LA on the clock for 2028 Olympics with focus turning to delivery, planning
The International Olympic Committee's Coordination Commission wrapped up a three-day visit Thursday to check out selected venues and track the progress of the 2028 Los Angeles Olympics.
"We're four short years away," said Casey Wasserman, LA28 chairman and president, who noted the Los Angeles Games are 1,338 days from opening on July 14, 2028.
The commission visited the Rose Bowl in Pasadena, the new Intuit Dome in Inglewood, the Long Beach Convention Center, waterfront and Marine Stadium during its first trip to Los Angeles in two years.

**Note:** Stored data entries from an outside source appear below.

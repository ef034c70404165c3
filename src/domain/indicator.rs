//! Shared indicator contract and derived-state types.
//!
//! Both indicator engines (market bias, super trend) implement the
//! [`Indicator`] trait so the state manager can drive them identically.
//! Internal rolling state is serializable: persisting it lets a restart
//! resume without replaying tick history.

use chrono::{DateTime, Utc};
use serde::{Deserialize, Serialize};

use super::tick::{Bar, Instrument};

/// Which derived indicator a state record belongs to.
#[derive(Debug, Clone, Copy, PartialEq, Eq, Hash, Serialize, Deserialize)]
#[serde(rename_all = "snake_case")]
pub enum IndicatorKind {
    MarketBias,
    SuperTrend,
}

impl IndicatorKind {
    /// Persistence file name for this kind's state snapshot.
    pub fn state_file(self) -> &'static str {
        match self {
            Self::MarketBias => "bias_state.json",
            Self::SuperTrend => "trend_state.json",
        }
    }
}

impl std::fmt::Display for IndicatorKind {
    fn fmt(&self, f: &mut std::fmt::Formatter<'_>) -> std::fmt::Result {
        match self {
            Self::MarketBias => write!(f, "market_bias"),
            Self::SuperTrend => write!(f, "super_trend"),
        }
    }
}

/// Derived value emitted by an indicator when its state changes.
#[derive(Debug, Clone, PartialEq, Serialize, Deserialize)]
#[serde(tag = "indicator", rename_all = "snake_case")]
pub enum IndicatorValue {
    /// Heikin-Ashi market bias: +1 bullish, -1 bearish, with the
    /// separation of the smoothed candle bodies as strength percent.
    Bias { bias: i8, strength: f64 },
    /// Super trend: +1 up / -1 down, the trend line level, and the
    /// distance of the close from the line in percent.
    Trend {
        direction: i8,
        line: f64,
        distance_pct: f64,
    },
}

/// Current derived state for one (instrument, kind) pair.
///
/// Single-writer: only the owning state manager mutates this.
#[derive(Debug, Clone, PartialEq, Serialize, Deserialize)]
pub struct IndicatorState {
    pub instrument: Instrument,
    pub kind: IndicatorKind,
    pub value: IndicatorValue,
    /// End timestamp of the bar that produced this value.
    pub last_updated: DateTime<Utc>,
    /// Bars consumed for this instrument since the engine was created.
    pub bars_used: u64,
    /// Set once on the first change event after a restart resumed from
    /// a persisted snapshot with a stream gap in between.
    #[serde(default)]
    pub resumed_with_gap: bool,
}

/// Incremental indicator engine for a single instrument.
///
/// `on_bar` must be O(1): engines keep rolling state (EMAs, Wilder
/// ATR) instead of re-scanning history. Returns `None` while warming
/// up, then the current value after every closed bar.
pub trait Indicator: Send + 'static {
    fn kind(&self) -> IndicatorKind;
    fn on_bar(&mut self, bar: &Bar) -> Option<IndicatorValue>;
}
//! Failover Controller - Provider Supervision and Switchover
//!
//! Owns the single session to the currently active price provider and
//! is the only producer on the price stream. Providers are registered
//! in priority order (terminal gateway, then socket feed, then the
//! simulator); the controller walks down the list when a session dies
//! or goes silent, and probes back up in the background so a recovered
//! higher-priority provider takes over without interrupting the stream.
//!
//! Published ticks are normalized here: a monotonic sequence number is
//! stamped, timestamps are clamped non-decreasing per instrument (the
//! watermark survives provider switches, so a fallback with a lagging
//! clock can never move time backwards for a subscriber), and
//! incoherent ticks are dropped and counted. Consumers observe
//! provider changes through the status watch and the transition log,
//! never through a gap in the stream.

use std::collections::{HashMap, VecDeque};
use std::sync::{Arc, Mutex};
use std::time::Duration;

use anyhow::Result;
use chrono::{DateTime, Utc};
use serde::{Deserialize, Serialize};
use tokio::sync::{broadcast, mpsc, watch};
use tokio::time::{interval_at, Instant, MissedTickBehavior};
use tracing::{debug, info, warn};

use crate::domain::backoff::{Backoff, BackoffConfig};
use crate::domain::tick::{Instrument, SourceId, Tick};
use crate::ports::source::{BoxedSource, FeedError, SourceFactory};
use crate::stream::PriceStream;

/// Granularity of the staleness watchdog.
const WATCHDOG_PERIOD: Duration = Duration::from_secs(1);

/// Bound on the retained transition history.
const TRANSITION_LOG_CAP: usize = 64;

/// Pause between full sweeps when every provider refused to connect.
const ALL_DOWN_PAUSE: Duration = Duration::from_secs(1);

/// Failover thresholds and reconnection policy.
#[derive(Debug, Clone, Deserialize)]
pub struct FailoverConfig {
    /// Silence after which the active provider is flagged stale.
    #[serde(default = "default_stale_after_ms")]
    pub stale_after_ms: u64,
    /// Silence after which the controller switches providers.
    #[serde(default = "default_failover_after_ms")]
    pub failover_after_ms: u64,
    /// How often to probe higher-priority providers while degraded.
    #[serde(default = "default_probe_interval_secs")]
    pub probe_interval_secs: u64,
    #[serde(default)]
    pub backoff: BackoffConfig,
}

fn default_stale_after_ms() -> u64 {
    5_000
}

fn default_failover_after_ms() -> u64 {
    15_000
}

fn default_probe_interval_secs() -> u64 {
    30
}

impl Default for FailoverConfig {
    fn default() -> Self {
        Self {
            stale_after_ms: default_stale_after_ms(),
            failover_after_ms: default_failover_after_ms(),
            probe_interval_secs: default_probe_interval_secs(),
            backoff: BackoffConfig::default(),
        }
    }
}

impl FailoverConfig {
    fn stale_after(&self) -> Duration {
        Duration::from_millis(self.stale_after_ms)
    }

    fn failover_after(&self) -> Duration {
        Duration::from_millis(self.failover_after_ms)
    }

    fn probe_interval(&self) -> Duration {
        Duration::from_secs(self.probe_interval_secs.max(1))
    }
}

/// Health of the active provider session.
#[derive(Debug, Clone, Copy, PartialEq, Eq, Serialize)]
#[serde(rename_all = "snake_case")]
pub enum SourceHealth {
    Connecting,
    Live,
    /// Session open but silent beyond the staleness bound.
    Stale,
    /// Last-resort provider is itself silent; nothing left to switch to.
    Failed,
}
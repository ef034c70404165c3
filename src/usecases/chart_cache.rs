//! Chart Cache - Bounded Per-Instrument Tick Windows
//!
//! Maintains one time-ordered window of ticks per instrument for
//! chart consumers, evicting by age and by count (whichever bites
//! first). Reads are copy-on-read snapshots taken under a short lock,
//! so chart views never block the writer task and multiple views
//! share the same storage.

use std::collections::{HashMap, VecDeque};
use std::sync::{Arc, RwLock};
use std::time::Duration;

use chrono::{DateTime, Duration as ChronoDuration, Utc};
use serde::Deserialize;
use tokio::sync::broadcast;
use tracing::{debug, info};

use crate::domain::tick::{Bar, BarAggregator, Instrument, Tick};
use crate::stream::StreamSubscription;

/// Cache sizing configuration.
#[derive(Debug, Clone, Deserialize)]
pub struct CacheConfig {
    /// Maximum ticks retained per instrument.
    #[serde(default = "default_max_ticks")]
    pub max_ticks: usize,
    /// Maximum age of retained ticks, relative to the newest tick.
    #[serde(default = "default_max_age_secs")]
    pub max_age_secs: u64,
}

fn default_max_ticks() -> usize {
    10_000
}

fn default_max_age_secs() -> u64 {
    3_600
}

impl Default for CacheConfig {
    fn default() -> Self {
        Self {
            max_ticks: default_max_ticks(),
            max_age_secs: default_max_age_secs(),
        }
    }
}

/// Read-side selector for `ChartCache::ticks`.
#[derive(Debug, Clone, Default)]
pub struct WindowSpec {
    /// Keep only the newest N ticks of the window.
    pub max_points: Option<usize>,
    /// Keep only ticks younger than this, relative to the newest tick.
    pub max_age: Option<Duration>,
}

/// Per-instrument usage summary for monitoring surfaces.
#[derive(Debug, Clone)]
pub struct CacheSummary {
    pub instrument: Instrument,
    pub ticks: usize,
    pub oldest: Option<DateTime<Utc>>,
    pub newest: Option<DateTime<Utc>>,
}

type Windows = Arc<RwLock<HashMap<Instrument, VecDeque<Tick>>>>;

/// Shared, cloneable read handle over the cache storage.
#[derive(Clone)]
pub struct ChartCache {
    windows: Windows,
}

impl ChartCache {
    /// Snapshot of the window for `instrument`, oldest first.
    /// Non-blocking for practical purposes: clones under a read lock.
    pub fn ticks(&self, instrument: &str, spec: &WindowSpec) -> Vec<Tick> {
        let windows = match self.windows.read() {
            Ok(guard) => guard,
            Err(poisoned) => poisoned.into_inner(),
        };
        let Some(window) = windows.get(instrument) else {
            return Vec::new();
        };

        let mut out: Vec<Tick> = match (spec.max_age, window.back()) {
            (Some(age), Some(newest)) => {
                let cutoff = newest.ts
                    - ChronoDuration::milliseconds(age.as_millis().min(i64::MAX as u128) as i64);
                window.iter().filter(|t| t.ts >= cutoff).cloned().collect()
            }
            _ => window.iter().cloned().collect(),
        };
        if let Some(n) = spec.max_points {
            if out.len() > n {
                out.drain(..out.len() - n);
            }
        }
        out
    }

    /// Aggregate the cached window into fixed-interval OHLC bars.
    pub fn bars(&self, instrument: &str, interval: Duration) -> Vec<Bar> {
        let ticks = self.ticks(instrument, &WindowSpec::default());
        let mut agg = BarAggregator::new(interval);
        let mut bars = Vec::new();
        for tick in &ticks {
            if let Some(bar) = agg.on_tick(tick) {
                bars.push(bar);
            }
        }
        if let Some(open) = agg.in_progress() {
            bars.push(open.clone());
        }
        bars
    }

    /// Usage summary across all cached instruments.
    pub fn summary(&self) -> Vec<CacheSummary> {
        let windows = match self.windows.read() {
            Ok(guard) => guard,
            Err(poisoned) => poisoned.into_inner(),
        };
        let mut out: Vec<CacheSummary> = windows
            .iter()
            .map(|(instrument, window)| CacheSummary {
                instrument: instrument.clone(),
                ticks: window.len(),
                oldest: window.front().map(|t| t.ts),
                newest: window.back().map(|t| t.ts),
            })
            .collect();
        out.sort_by(|a, b| a.instrument.cmp(&b.instrument));
        out
    }
}

/// Owns the cache storage and the single writer task.
pub struct ChartCacheManager {
    cfg: CacheConfig,
    windows: Windows,
}

impl ChartCacheManager {
    pub fn new(cfg: CacheConfig) -> Self {
        Self {
            cfg,
            windows: Arc::new(RwLock::new(HashMap::new())),
        }
    }

    /// Read handle shared with chart views.
    pub fn cache(&self) -> ChartCache {
        ChartCache {
            windows: Arc::clone(&self.windows),
        }
    }

    /// Append one tick and evict anything out of bounds.
    /// Exposed for tests; the writer task calls this per received tick.
    pub fn append(&self, tick: Tick) {
        let mut windows = match self.windows.write() {
            Ok(guard) => guard,
            Err(poisoned) => poisoned.into_inner(),
        };
        let window = windows.entry(tick.instrument.clone()).or_default();
        window.push_back(tick);

        while window.len() > self.cfg.max_ticks {
            window.pop_front();
        }
        if let Some(newest) = window.back().map(|t| t.ts) {
            let cutoff = newest - ChronoDuration::seconds(self.cfg.max_age_secs as i64);
            while window.front().is_some_and(|t| t.ts < cutoff) {
                window.pop_front();
            }
        }
    }

    /// Consume the stream until shutdown, appending every tick.
    pub async fn run(
        self,
        mut sub: StreamSubscription,
        mut shutdown: broadcast::Receiver<()>,
    ) {
        info!(
            max_ticks = self.cfg.max_ticks,
            max_age_secs = self.cfg.max_age_secs,
            "chart cache task started"
        );
        loop {
            tokio::select! {
                biased;
                _ = shutdown.recv() => {
                    info!("chart cache shutting down");
                    return;
                }
                tick = sub.recv() => match tick {
                    Some(tick) => self.append(tick),
                    None => {
                        debug!("price stream closed, chart cache exiting");
                        return;
                    }
                }
            }
        }
    }
}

"The venues are absolutely spectacular," said Nicole Hoevertsz, a member of the International Olympic Committee and chair of the Coordination Commission for LA28. "I'm going to highlight this every single time that I come to the city that you have no construction to do, that you have world-class venues. They know very well how to organize big events and big sporting events."
In 2025, the Games plan, the venues and competition schedule, medal event program and athlete quota will be finalized, which in turn will drive transportation, security and ticketing plans.
In 2026, the LA organizing committee will "get into some of the fun stuff," Wasserman said, which includes opening up ticketing and hospitality options to the public, organizing the torch relay, creating a mascot, Cultural Olympiad and volunteer program.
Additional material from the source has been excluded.